Kitz Sarah, Fonfara Sonja, Hahn Shelley, Hetzel Udo, Kipar Anja
1 The Veterinary Cardiac Pathophysiology Consortium, Institute of Veterinary Pathology, Vetsuisse Faculty, University of Zurich, Zürich, Switzerland.
2 The Veterinary Cardiac Pathophysiology Consortium, Department of Clinical Studies, Ontario Veterinary College, University of Guelph, Ontario, Canada.
Vet Pathol. 2019 Jul;56(4):565-575. doi: 10.1177/0300985819837717. Epub 2019 Mar 21.
vHypertrophic cardiomyopathy (HCM) is the most commonly diagnosed cardiac disease in cats. The complex pathophysiology of HCM is still far from clear, but myocardial remodeling is a key process, and cardiomyocyte disarray, interstitial fibrosis, leukocyte infiltration, and vascular dysplasia are described histopathologic features. The present study systematically investigated the pathological processes in HCM, with the aim to shed more light on its pathogenesis. Hearts from 18 HCM cases and 18 cats without cardiac disease (controls) were examined, using light and transmission electron microscopy, immunohistochemistry, and morphometric approaches to identify and quantify the morphological changes. Reverse transcription-quantitative polymerase chain reaction was applied to provide additional mechanistic data on remodeling processes. In HCM, the left and right ventricular free wall and septal myocardium exhibited a significantly reduced overall cellularity, accompanied by a significant increase in interstitial Iba1-positive cells with macrophage morphology. In addition, the myocardium of almost half of the diseased hearts exhibited areas where cardiomyocytes were replaced by cell-rich fibrous tissue with abundant small and medium-sized vessels. HCM hearts also showed significantly higher transcription levels for several inflammatory and profibrotic mediators. Our findings suggest that HCM is the consequence of cardiac remodeling processes that are the result of cardiomyocyte damage and to which macrophages contribute by maintaining an inflammatory and profibrotic environment.

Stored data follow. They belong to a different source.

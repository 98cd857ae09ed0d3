// SPDX-FileCopyrightText: 2026 Quill Contributors
// SPDX-License-Identifier: MIT OR Apache-2.0

//! HTTP request handlers for the gateway REST API.

use axum::Json;
use axum::body::Bytes;
use axum::extract::{Extension, Path, Query, State};
use axum::http::{HeaderMap, StatusCode};
use quill_core::api::{
    HealthResponse, IDEMPOTENCY_KEY_HEADER, RejectBody, SubmitBody, SubmitResponse,
};
use quill_core::types::{Message, StatusView, ToolCall};
use quill_core::{ExecutionEvent, HealthStatus};
use serde::Deserialize;

use crate::auth::CallerIdentity;
use crate::error::ApiError;
use crate::server::GatewayState;

/// `?after=N` cursor for event reads.
#[derive(Debug, Default, Deserialize)]
pub struct EventsQuery {
    #[serde(default)]
    pub after: Option<i64>,
}

/// POST /v1/requests
///
/// Returns 202 for a new request and 200 when the idempotency key matched
/// an earlier submission.
pub async fn post_request(
    State(state): State<GatewayState>,
    Extension(caller): Extension<CallerIdentity>,
    headers: HeaderMap,
    Json(body): Json<SubmitBody>,
) -> Result<(StatusCode, Json<SubmitResponse>), ApiError> {
    let key = headers
        .get(IDEMPOTENCY_KEY_HEADER)
        .and_then(|v| v.to_str().ok())
        .map(str::trim)
        .filter(|k| !k.is_empty())
        .ok_or_else(|| ApiError::bad_request("Idempotency-Key header is required"))?;

    let submission = state
        .runtime
        .submit(&caller.user, key, &body.thread_id, &body.content)
        .await?;
    let status = if submission.created {
        StatusCode::ACCEPTED
    } else {
        StatusCode::OK
    };
    Ok((
        status,
        Json(SubmitResponse {
            request_id: submission.request_id,
            provisional_message_id: submission.provisional_message_id,
            triggering_message_id: submission.triggering_message_id,
            created: submission.created,
        }),
    ))
}

/// GET /v1/requests/{id}
pub async fn get_request(
    State(state): State<GatewayState>,
    Extension(caller): Extension<CallerIdentity>,
    Path(id): Path<String>,
) -> Result<Json<StatusView>, ApiError> {
    Ok(Json(state.runtime.status(&caller.user, &id).await?))
}

/// GET /v1/requests/{id}/events?after=N
pub async fn get_events(
    State(state): State<GatewayState>,
    Extension(caller): Extension<CallerIdentity>,
    Path(id): Path<String>,
    Query(query): Query<EventsQuery>,
) -> Result<Json<Vec<ExecutionEvent>>, ApiError> {
    let after = query.after.unwrap_or(0);
    Ok(Json(state.runtime.events(&caller.user, &id, after).await?))
}

/// GET /v1/messages/{id}
pub async fn get_message(
    State(state): State<GatewayState>,
    Extension(caller): Extension<CallerIdentity>,
    Path(id): Path<String>,
) -> Result<Json<Message>, ApiError> {
    Ok(Json(state.runtime.message(&caller.user, &id).await?))
}

/// POST /v1/tool-calls/{id}/approve
pub async fn approve_tool_call(
    State(state): State<GatewayState>,
    Extension(caller): Extension<CallerIdentity>,
    Path(id): Path<String>,
) -> Result<Json<ToolCall>, ApiError> {
    Ok(Json(state.runtime.approve(&caller.user, &id).await?))
}

/// POST /v1/tool-calls/{id}/reject
///
/// The body is optional; `{"reason": "..."}` is passed back to the model.
pub async fn reject_tool_call(
    State(state): State<GatewayState>,
    Extension(caller): Extension<CallerIdentity>,
    Path(id): Path<String>,
    body: Bytes,
) -> Result<Json<ToolCall>, ApiError> {
    let body: RejectBody = if body.iter().all(u8::is_ascii_whitespace) {
        RejectBody::default()
    } else {
        serde_json::from_slice(&body)
            .map_err(|e| ApiError::bad_request(format!("invalid reject body: {e}")))?
    };
    Ok(Json(
        state
            .runtime
            .reject(&caller.user, &id, body.reason.as_deref())
            .await?,
    ))
}

/// GET /health (unauthenticated)
pub async fn get_health(State(state): State<GatewayState>) -> (StatusCode, Json<HealthResponse>) {
    let storage = state.runtime.storage().health_check().await;
    let (status, label) = match storage {
        Ok(HealthStatus::Healthy) => (StatusCode::OK, "ok"),
        Ok(HealthStatus::Degraded(reason)) => {
            tracing::warn!(%reason, "storage degraded");
            (StatusCode::OK, "degraded")
        }
        Ok(HealthStatus::Unhealthy(reason)) => {
            tracing::warn!(%reason, "storage unhealthy");
            (StatusCode::SERVICE_UNAVAILABLE, "unhealthy")
        }
        Err(e) => {
            tracing::warn!(error = %e, "storage health check failed");
            (StatusCode::SERVICE_UNAVAILABLE, "unhealthy")
        }
    };
    (
        status,
        Json(HealthResponse {
            status: label.to_string(),
            version: env!("CARGO_PKG_VERSION").to_string(),
            uptime_secs: state.start_time.elapsed().as_secs(),
        }),
    )
}
// SPDX-FileCopyrightText: 2026 Quill Contributors
// SPDX-License-Identifier: MIT OR Apache-2.0

//! Integration tests for the Quill configuration system.

use quill_config::diagnostic::ConfigError;
use quill_config::model::QuillConfig;
use quill_config::{load_and_validate_str, load_config_from_path, load_config_from_str};

/// Valid TOML with all known fields deserializes successfully.
#[test]
fn valid_toml_deserializes_into_quill_config() {
    let toml = r#"
[agent]
name = "quill-test"
log_level = "debug"

[storage]
database_path = "/tmp/quill-test.db"
wal_mode = false

[gateway]
host = "0.0.0.0"
port = 8088
keep_alive_secs = 5

[gateway.tokens]
"tok-alice" = "alice"

[worker]
max_concurrent = 2
max_retries = 1
retry_backoff_ms = 10
max_tool_rounds = 4
approval_timeout_secs = 60
sweep_interval_secs = 5
shutdown_grace_secs = 3
event_buffer = 32

[model]
provider = "echo"
model = "echo-1"
max_tokens = 128
system_prompt = "Be brief."

[client]
server_url = "http://localhost:8088"
token = "tok-alice"
state_path = "/tmp/quill-state.json"
poll_interval_ms = 50
max_polls = 2
"#;

    let config = load_config_from_str(toml).expect("valid TOML should deserialize");
    assert_eq!(config.agent.name, "quill-test");
    assert_eq!(config.agent.log_level, "debug");
    assert_eq!(config.storage.database_path, "/tmp/quill-test.db");
    assert!(!config.storage.wal_mode);
    assert_eq!(config.gateway.port, 8088);
    assert_eq!(
        config.gateway.tokens.get("tok-alice").map(String::as_str),
        Some("alice")
    );
    assert_eq!(config.worker.max_concurrent, 2);
    assert_eq!(config.worker.max_tool_rounds, 4);
    assert_eq!(config.worker.event_buffer, 32);
    assert_eq!(config.model.system_prompt.as_deref(), Some("Be brief."));
    assert_eq!(config.client.token.as_deref(), Some("tok-alice"));
    assert_eq!(config.client.max_polls, 2);
}

/// Unknown field in [worker] produces an error mentioning the key.
#[test]
fn unknown_field_in_worker_produces_error() {
    let toml = r#"
[worker]
max_retires = 3
"#;

    let err = load_config_from_str(toml).expect_err("should reject unknown field");
    let err_str = format!("{err}");
    assert!(
        err_str.contains("unknown field") || err_str.contains("max_retires"),
        "error should mention unknown field or the bad key, got: {err_str}"
    );
}

/// Unknown keys become diagnostics with a suggestion.
#[test]
fn unknown_key_diagnostic_suggests_correction() {
    let toml = r#"
[client]
sever_url = "http://localhost:1"
"#;

    let errors = load_and_validate_str(toml).expect_err("should reject unknown field");
    let found = errors.iter().any(|e| {
        matches!(
            e,
            ConfigError::UnknownKey { key, suggestion: Some(s), .. }
                if key == "sever_url" && s == "server_url"
        )
    });
    assert!(found, "expected a server_url suggestion, got: {errors:?}");
}

/// Missing optional sections use defaults without error.
#[test]
fn missing_sections_use_defaults() {
    let config = load_config_from_str("").expect("empty TOML should use defaults");
    let defaults = QuillConfig::default();
    assert_eq!(config.agent.name, "quill");
    assert_eq!(config.gateway.port, defaults.gateway.port);
    assert_eq!(config.worker.max_retries, defaults.worker.max_retries);
    assert_eq!(config.model.provider, "echo");
    assert!(config.gateway.tokens.is_empty(), "no tokens means fail closed");
}

/// Wrong value type is reported as an invalid type.
#[test]
fn wrong_type_is_reported() {
    let toml = r#"
[gateway]
port = "eighty"
"#;

    let errors = load_and_validate_str(toml).expect_err("should reject string port");
    assert!(
        errors
            .iter()
            .any(|e| matches!(e, ConfigError::InvalidType { key, .. } if key.contains("port"))),
        "got: {errors:?}"
    );
}

/// Semantic validation runs after a successful parse.
#[test]
fn validation_runs_after_parse() {
    let toml = r#"
[worker]
max_concurrent = 0
"#;

    let errors = load_and_validate_str(toml).expect_err("zero concurrency is invalid");
    assert!(errors.iter().any(|e| matches!(e, ConfigError::Validation { .. })));
}

/// `QUILL_*` environment variables override file values.
#[test]
fn env_overrides_file_values() {
    figment::Jail::expect_with(|jail| {
        jail.create_file(
            "quill.toml",
            r#"
[worker]
max_retries = 1

[model]
max_tokens = 100
"#,
        )?;
        jail.set_env("QUILL_WORKER_MAX_RETRIES", "7");
        jail.set_env("QUILL_STORAGE_DATABASE_PATH", "/tmp/env.db");

        let config = load_config_from_path(std::path::Path::new("quill.toml"))?;
        assert_eq!(config.worker.max_retries, 7);
        assert_eq!(config.storage.database_path, "/tmp/env.db");
        assert_eq!(config.model.max_tokens, 100);
        Ok(())
    });
}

肥厚型心肌病(HCM)是猫最常被诊断出的心脏疾病。HCM复杂的病理生理学仍远未明确,但心肌重塑是一个关键过程,心肌细胞排列紊乱、间质纤维化、白细胞浸润和血管发育异常是其组织病理学特征。本研究系统地调查了HCM的病理过程,旨在更深入地了解其发病机制。对18例HCM病例和18只无心脏疾病的猫(对照组)的心脏进行了检查,采用光学显微镜和透射电子显微镜、免疫组织化学以及形态测量方法来识别和量化形态学变化。应用逆转录定量聚合酶链反应来提供关于重塑过程的更多机制数据。在HCM中,左、右心室游离壁和室间隔心肌的总体细胞数量显著减少,同时具有巨噬细胞形态的间质Iba1阳性细胞显著增加。此外,几乎一半患病心脏的心肌出现了心肌细胞被富含细胞的纤维组织取代的区域,该纤维组织中有丰富的中小血管。HCM心脏还显示出几种炎症和促纤维化介质的转录水平显著更高。我们的研究结果表明,HCM是心肌细胞损伤导致的心脏重塑过程的结果,巨噬细胞通过维持炎症和促纤维化环境对其产生影响。